> _HOW TO COMPLETE THIS TASK_
Search the listing below for the word "PeripheralInfo" and copy each line where it appears.

* * * *

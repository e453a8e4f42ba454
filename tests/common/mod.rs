#![allow(dead_code)]

use std::collections::{HashMap, HashSet};
use std::sync::Mutex;

use async_trait::async_trait;
use gatt_session::api::central::{CentralTransport, PeripheralId, PeripheralInfo};
use gatt_session::api::central_event::{CentralEvent, CentralState, DiscoveredCharacteristic};
use gatt_session::api::characteristic::{CharacteristicProperties, CharacteristicWriteType};
use gatt_session::api::handle::{
    AttributeHandle, CharacteristicHandle, OwnerHandle, ServiceHandle, WalkId,
};
use gatt_session::session::ConnectionSession;
use gatt_session::session::discovery::DiscoveryRequest;
use gatt_session::uuid::{CLIENT_CHARACTERISTIC_CONFIGURATION, ShortUuid};
use gatt_session::{Error, ErrorType, Result, SessionConfig};
use tokio::sync::mpsc;
use uuid::Uuid;

pub fn init_logging() {
    let _ = pretty_env_logger::try_init();
}

pub fn peripheral_id() -> PeripheralId {
    PeripheralId::new(Uuid::from_u128(0x5f2b_7a10_0000_4000_8000_00805f9b34fb))
}

pub fn other_peripheral_id() -> PeripheralId {
    PeripheralId::new(Uuid::from_u128(0x11))
}

#[derive(Clone, Debug, PartialEq)]
pub enum Call {
    Connect,
    Disconnect,
    Discover(WalkId, DiscoveryRequest),
    Read(AttributeHandle),
    Write(AttributeHandle, Vec<u8>, CharacteristicWriteType),
    SetNotify(CharacteristicHandle, bool),
}

#[derive(Clone, Debug)]
pub struct ModelCharacteristic {
    pub uuid: Uuid,
    pub properties: CharacteristicProperties,
    pub descriptors: Vec<Uuid>,
}

#[derive(Clone, Debug)]
pub struct ModelIncluded {
    pub uuid: Uuid,
    pub characteristics: Vec<ModelCharacteristic>,
}

#[derive(Clone, Debug)]
pub struct ModelService {
    pub uuid: Uuid,
    pub included: Vec<ModelIncluded>,
    pub characteristics: Vec<ModelCharacteristic>,
}

/// The GATT database a fake peripheral answers discovery from.
#[derive(Clone, Debug, Default)]
pub struct ModelPeripheral {
    pub services: Vec<ModelService>,
}

pub fn short(value: u16) -> Uuid {
    Uuid::from_u16(value)
}

pub fn characteristic(
    uuid: u16,
    properties: CharacteristicProperties,
    descriptors: &[u16],
) -> ModelCharacteristic {
    ModelCharacteristic {
        uuid: short(uuid),
        properties,
        descriptors: descriptors.iter().copied().map(short).collect(),
    }
}

/// Service A (0x180A) with two characteristics, the first carrying a CCCD,
/// and service B (0x180F) with no characteristics of its own and one included
/// service (0x1801) holding a single characteristic.
///
/// Walking it takes nine discovery responses.
pub fn two_service_model() -> ModelPeripheral {
    ModelPeripheral {
        services: vec![
            ModelService {
                uuid: short(0x180A),
                included: Vec::new(),
                characteristics: vec![
                    characteristic(
                        0x2A29,
                        CharacteristicProperties::READ | CharacteristicProperties::NOTIFY,
                        &[CLIENT_CHARACTERISTIC_CONFIGURATION],
                    ),
                    characteristic(
                        0x2A24,
                        CharacteristicProperties::WRITE
                            | CharacteristicProperties::WRITE_WITHOUT_RESPONSE,
                        &[],
                    ),
                ],
            },
            ModelService {
                uuid: short(0x180F),
                included: vec![ModelIncluded {
                    uuid: short(0x1801),
                    characteristics: vec![characteristic(
                        0x2A05,
                        CharacteristicProperties::WRITE_WITHOUT_RESPONSE,
                        &[],
                    )],
                }],
                characteristics: Vec::new(),
            },
        ],
    }
}

impl ModelPeripheral {
    fn characteristics(&self, owner: OwnerHandle) -> Vec<ModelCharacteristic> {
        let service = self.services.get(owner.service().service);
        let list = match owner {
            OwnerHandle::Service(_) => service.map(|s| &s.characteristics),
            OwnerHandle::Included { included, .. } => service
                .and_then(|s| s.included.get(included))
                .map(|i| &i.characteristics),
        };
        list.cloned().unwrap_or_default()
    }

    /// The event a real peripheral would send back for `request`, issued
    /// under `walk`.
    pub fn respond(
        &self,
        peripheral: PeripheralId,
        walk: WalkId,
        request: DiscoveryRequest,
    ) -> CentralEvent {
        match request {
            DiscoveryRequest::Services => CentralEvent::DiscoveredServices {
                peripheral,
                walk,
                services: self.services.iter().map(|s| s.uuid).collect(),
                error: None,
            },
            DiscoveryRequest::IncludedServices(service) => {
                CentralEvent::DiscoveredIncludedServices {
                    peripheral,
                    walk,
                    service,
                    included_services: self
                        .services
                        .get(service.service)
                        .map(|s| s.included.iter().map(|i| i.uuid).collect())
                        .unwrap_or_default(),
                    error: None,
                }
            }
            DiscoveryRequest::Characteristics(owner) => CentralEvent::DiscoveredCharacteristics {
                peripheral,
                walk,
                owner,
                characteristics: self
                    .characteristics(owner)
                    .iter()
                    .map(|c| DiscoveredCharacteristic {
                        uuid: c.uuid,
                        properties: c.properties,
                    })
                    .collect(),
                error: None,
            },
            DiscoveryRequest::Descriptors(characteristic) => CentralEvent::DiscoveredDescriptors {
                peripheral,
                walk,
                characteristic,
                descriptors: self
                    .characteristics(characteristic.owner)
                    .get(characteristic.characteristic)
                    .map(|c| c.descriptors.clone())
                    .unwrap_or_default(),
                error: None,
            },
        }
    }
}

/// Records every request. With a responder attached it also answers
/// connects, disconnects and discovery from a [`ModelPeripheral`] on the
/// session's event channel.
pub struct FakeTransport {
    state: Mutex<CentralState>,
    peripherals: Mutex<HashMap<PeripheralId, PeripheralInfo>>,
    calls: Mutex<Vec<Call>>,
    failing: Mutex<HashSet<DiscoveryRequest>>,
    refuse_connect: Mutex<bool>,
    responder: Option<(ModelPeripheral, mpsc::Sender<CentralEvent>)>,
}

impl FakeTransport {
    pub fn new() -> Self {
        let mut peripherals = HashMap::new();
        peripherals.insert(
            peripheral_id(),
            PeripheralInfo {
                name: Some("Thermometer".to_string()),
            },
        );
        FakeTransport {
            state: Mutex::new(CentralState::PoweredOn),
            peripherals: Mutex::new(peripherals),
            calls: Mutex::new(Vec::new()),
            failing: Mutex::new(HashSet::new()),
            refuse_connect: Mutex::new(false),
            responder: None,
        }
    }

    pub fn with_responder(model: ModelPeripheral, events: mpsc::Sender<CentralEvent>) -> Self {
        FakeTransport {
            responder: Some((model, events)),
            ..Self::new()
        }
    }

    pub fn set_state(&self, state: CentralState) {
        *self.state.lock().unwrap() = state;
    }

    pub fn forget_peripheral(&self, peripheral: &PeripheralId) {
        self.peripherals.lock().unwrap().remove(peripheral);
    }

    pub fn fail(&self, request: DiscoveryRequest) {
        self.failing.lock().unwrap().insert(request);
    }

    /// Makes every later connect request fail before reaching the radio.
    pub fn refuse_connect(&self, refuse: bool) {
        *self.refuse_connect.lock().unwrap() = refuse;
    }

    pub fn calls(&self) -> Vec<Call> {
        self.calls.lock().unwrap().clone()
    }

    pub fn clear_calls(&self) {
        self.calls.lock().unwrap().clear();
    }

    /// Removes and returns the discovery requests recorded so far, each with
    /// the walk it was issued under.
    pub fn take_discovery(&self) -> Vec<(WalkId, DiscoveryRequest)> {
        let mut calls = self.calls.lock().unwrap();
        let mut requests = Vec::new();
        calls.retain(|call| match call {
            Call::Discover(walk, request) => {
                requests.push((*walk, *request));
                false
            }
            _ => true,
        });
        requests
    }

    pub fn writes(&self) -> Vec<Call> {
        self.calls()
            .into_iter()
            .filter(|call| matches!(call, Call::Write(..)))
            .collect()
    }

    fn record(&self, call: Call) {
        self.calls.lock().unwrap().push(call);
    }

    fn reply(&self, event: impl FnOnce(&ModelPeripheral) -> CentralEvent) {
        if let Some((model, events)) = &self.responder {
            // The session task is the reader, so never wait on it here.
            let _ = events.try_send(event(model));
        }
    }

    fn discover(
        &self,
        peripheral: &PeripheralId,
        walk: WalkId,
        request: DiscoveryRequest,
    ) -> Result<()> {
        if self.failing.lock().unwrap().contains(&request) {
            return Err(Error::from_string(format!("{request:?} rejected"), ErrorType::Transport));
        }
        self.record(Call::Discover(walk, request));
        self.reply(|model| model.respond(*peripheral, walk, request));
        Ok(())
    }
}

#[async_trait]
impl CentralTransport for FakeTransport {
    fn state(&self) -> CentralState {
        *self.state.lock().unwrap()
    }

    fn retrieve_peripheral(&self, peripheral: &PeripheralId) -> Option<PeripheralInfo> {
        self.peripherals.lock().unwrap().get(peripheral).cloned()
    }

    async fn connect(&self, peripheral: &PeripheralId) -> Result<()> {
        self.record(Call::Connect);
        if *self.refuse_connect.lock().unwrap() {
            return Err(Error::new(ErrorType::Transport, "connect refused"));
        }
        self.reply(|_| CentralEvent::DeviceConnected {
            peripheral: *peripheral,
            name: Some("Thermometer".to_string()),
        });
        Ok(())
    }

    async fn disconnect(&self, peripheral: &PeripheralId) -> Result<()> {
        self.record(Call::Disconnect);
        self.reply(|_| CentralEvent::DeviceDisconnected {
            peripheral: *peripheral,
            error: None,
        });
        Ok(())
    }

    async fn discover_services(&self, peripheral: &PeripheralId, walk: WalkId) -> Result<()> {
        self.discover(peripheral, walk, DiscoveryRequest::Services)
    }

    async fn discover_included_services(
        &self,
        peripheral: &PeripheralId,
        walk: WalkId,
        service: ServiceHandle,
    ) -> Result<()> {
        self.discover(peripheral, walk, DiscoveryRequest::IncludedServices(service))
    }

    async fn discover_characteristics(
        &self,
        peripheral: &PeripheralId,
        walk: WalkId,
        owner: OwnerHandle,
    ) -> Result<()> {
        self.discover(peripheral, walk, DiscoveryRequest::Characteristics(owner))
    }

    async fn discover_descriptors(
        &self,
        peripheral: &PeripheralId,
        walk: WalkId,
        characteristic: CharacteristicHandle,
    ) -> Result<()> {
        self.discover(peripheral, walk, DiscoveryRequest::Descriptors(characteristic))
    }

    async fn read(&self, _peripheral: &PeripheralId, attribute: AttributeHandle) -> Result<()> {
        self.record(Call::Read(attribute));
        Ok(())
    }

    async fn write(
        &self,
        _peripheral: &PeripheralId,
        attribute: AttributeHandle,
        data: &[u8],
        write_type: CharacteristicWriteType,
    ) -> Result<()> {
        self.record(Call::Write(attribute, data.to_vec(), write_type));
        Ok(())
    }

    async fn set_notify(
        &self,
        _peripheral: &PeripheralId,
        characteristic: CharacteristicHandle,
        enabled: bool,
    ) -> Result<()> {
        self.record(Call::SetNotify(characteristic, enabled));
        Ok(())
    }
}

/// Answers every outstanding discovery request from `model`, breadth first,
/// until the walk stops asking. Returns the number of responses delivered.
pub async fn answer_discovery(
    session: &mut ConnectionSession<FakeTransport>,
    transport: &FakeTransport,
    model: &ModelPeripheral,
) -> Result<usize> {
    let mut delivered = 0;
    loop {
        let requests = transport.take_discovery();
        if requests.is_empty() {
            return Ok(delivered);
        }
        for (walk, request) in requests {
            session
                .handle_event(model.respond(*session.peripheral(), walk, request))
                .await?;
            delivered += 1;
        }
    }
}

/// The id a fresh session gives its first discovery walk.
pub fn first_walk() -> WalkId {
    WalkId::default().next()
}

pub fn connected_event() -> CentralEvent {
    CentralEvent::DeviceConnected {
        peripheral: peripheral_id(),
        name: None,
    }
}

pub fn new_session(transport: std::sync::Arc<FakeTransport>) -> ConnectionSession<FakeTransport> {
    ConnectionSession::new(transport, peripheral_id(), SessionConfig::new())
}

/// Drives a fresh session through connect and a complete walk of `model`.
pub async fn connected_session(
    model: &ModelPeripheral,
) -> (std::sync::Arc<FakeTransport>, ConnectionSession<FakeTransport>) {
    let transport = std::sync::Arc::new(FakeTransport::new());
    let mut session = new_session(transport.clone());
    assert!(session.connect().await.unwrap());
    session.handle_event(connected_event()).await.unwrap();
    answer_discovery(&mut session, &transport, model)
        .await
        .unwrap();
    transport.clear_calls();
    (transport, session)
}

* * * *

> _SOLVED EXERCISE_
use gatt_session::api::central::{CentralTransport, PeripheralId, PeripheralInfo};
    peripherals: Mutex<HashMap<PeripheralId, PeripheralInfo>>,
            PeripheralInfo {
    fn retrieve_peripheral(&self, peripheral: &PeripheralId) -> Option<PeripheralInfo> {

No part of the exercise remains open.